Ein Tabakopfer für den Fluss
Man muss sich konzentrieren, sagt Willy Michl. Wenn man nämlich über die Brüstung der Brücke, die am Tierpark über die kleine Rossgumpe führt, einen Punkt im Wasser fixiert, dann beginnt man zu fahren. Wir starren. „Du musst den Pfeiler mit in den Blick nehmen“, sagt Willy. Und da beginnt sich die Brücke zu bewegen. Fährt und rumpelt rückwärts.

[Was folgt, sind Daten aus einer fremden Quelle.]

//! # Trialkit Client
//!
//! Client library for the trialkit experiment-data service: authenticated
//! HTTP access, transparent retry with exponential backoff, a typed failure
//! taxonomy, and analysis-ready tabular results.
//!
//! ## Overview
//!
//! This crate provides the foundational components of the client:
//!
//! - **Request engine** with bounded retries, backoff jitter, and
//!   rate-limit awareness
//! - **Failure taxonomy** mapping HTTP statuses to typed errors
//! - **Version compatibility** checks over request/response headers
//! - **Resource wrappers** for experiments, experiment types, tags,
//!   experiment data, and search
//! - **Tabular results** via the re-exported `trialkit-frame` types
//!
//! ## Modules
//!
//! | Module | Description |
//! |--------|-------------|
//! | [`client`] | Top-level [`TrialClient`] façade |
//! | [`config`] | Connection and retry configuration |
//! | [`engine`] | Request engine and retry loop |
//! | [`error`] | Failure taxonomy and validation errors |
//! | [`models`] | Wire models and validated payloads |
//! | [`resources`] | Per-resource API wrappers |
//! | [`retry`] | Backoff policy |
//! | [`transport`] | HTTP transport abstraction |
//! | [`version`] | Client/server version compatibility |
//!
//! ## Quick Start
//!
//! ```rust,ignore
//! use trialkit_client::{ClientConfig, TrialClient};
//! use uuid::Uuid;
//!
//! #[tokio::main]
//! async fn main() -> Result<(), Box<dyn std::error::Error>> {
//!     let client = TrialClient::new(&ClientConfig::new("api-key"));
//!
//!     let experiment = Uuid::parse_str("0192a0c6-2f2b-7e8e-b9d1-54a1c8d2e9aa")?;
//!     let table = client.data().fetch_all_table(&experiment, 1000).await?;
//!
//!     println!("{} rows, columns: {:?}", table.len(), table.column_names());
//!     Ok(())
//! }
//! ```
//!
//! ## Error Handling
//!
//! Failed calls return [`ApiError`] values that carry everything needed to
//! decide retryability without re-inspecting the response:
//!
//! ```rust
//! use trialkit_client::ApiError;
//!
//! fn handle_error(error: ApiError) {
//!     match error {
//!         ApiError::RateLimit { retry_after, .. } => {
//!             // Wait and retry (the engine already did, up to its budget)
//!             let _ = retry_after;
//!         }
//!         ApiError::Authentication { .. } => {
//!             // Check TRIALKIT_API_KEY
//!         }
//!         ApiError::NotFound { .. } => {
//!             // Check the experiment id
//!         }
//!         _ => {}
//!     }
//! }
//! ```
//!
//! Retryable failures (429, 500/502/503/504, timeouts, connection resets)
//! are retried transparently up to the configured attempt budget; terminal
//! failures propagate immediately. Version skew between client and server
//! is reported through a pluggable [`VersionObserver`] and never fails a
//! request.
//!
//! ## Security
//!
//! - The API key is read from the environment or passed explicitly, and is
//!   only ever written into the `authorization` header
//! - Payload validation runs client-side before any bytes leave the host

pub mod client;
pub mod config;
pub mod engine;
pub mod error;
pub mod models;
pub mod resources;
pub mod retry;
pub mod transport;
pub mod version;

// Re-export commonly used types at crate root for convenience

pub use client::TrialClient;
pub use config::{ClientConfig, API_KEY_ENV, API_URL_ENV};
pub use engine::{ApiRequest, RequestEngine};
pub use error::{classify, ApiError, ClientError, ValidationError};
pub use models::{
    AdvancedExperimentSearch, ColumnSpec, DataByTagsPage, DataByTagsSearch, DataCount, DataQuery,
    DataRowDraft, DataRowPatch, Experiment, ExperimentDraft, ExperimentFilter, ExperimentPatch,
    ExperimentSearchPage, ExperimentTagSearch, ExperimentType, ExperimentTypeDraft,
    ExperimentTypePatch, ExperimentTypeSearchPage, PageInfo, RowDeleteReceipt, RowFilter,
    SchemaDefinition, ServerVersion, Tag, TagDraft, TagPatch, TagSearchPage, TextSearch,
};
pub use resources::{
    ExperimentDataResource, ExperimentTypesResource, ExperimentsResource, SearchResource,
    TagsResource,
};
pub use retry::RetryPolicy;
pub use transport::{
    HttpMethod, NoopTransport, ReqwestTransport, Transport, TransportError, TransportRequest,
    TransportResponse,
};
pub use version::{
    compatibility_warning, is_compatible, parse_version, NoopVersionObserver, VersionObserver,
    VersionTriple, API_VERSION_HEADER, CLIENT_VERSION, CLIENT_VERSION_HEADER,
};

// Frame types (re-exported from trialkit-frame)
pub use trialkit_frame::{
    is_reserved_column, normalize, records_to_table, CellValue, Column, ColumnType, DataRow,
    FrameError, Table, UtcDateTime, MANDATORY_COLUMNS,
};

Am Ufer gegenüber erscheint der Willy, wie er in den 70ern war, als er zu dieser Stadt den Sound fand. Die Bäume schrumpfen. Der Teenager Willy stromert durchs Gebüsch. Einen extra großen Regenumhang hat er dabei. Weil, wenn es zu regnen beginnt, und er mit seinen Freunden dann ins Halbtrockene in den Schutz der Brückenpfeiler klettert, dann ist unter seinem Cape noch genug Platz für ein bis zwei Dirndl. Und da ist Willy jetzt als kleiner Bub, wie er sich gerade an der Weide einhält und aus dem Wasser zieht.
Sie hält nicht an, die Brücke. Reitet weiter auf dem brausenden Wasser. „Hörst du das?“, fragt Willy. „Das ist der Gesang des Flusses.“ Blasser wird das Bild. Und unter uns hören wir ein erdiges Schnauben. 90 Jahre zurück sind wir jetzt. Da kam Willys Großvater nach München. Wilhelm Friedrich Michl. Er war ein Bierfahrer. Und da unten, in der Rossgumpe, da hat er seine Rösser gewaschen.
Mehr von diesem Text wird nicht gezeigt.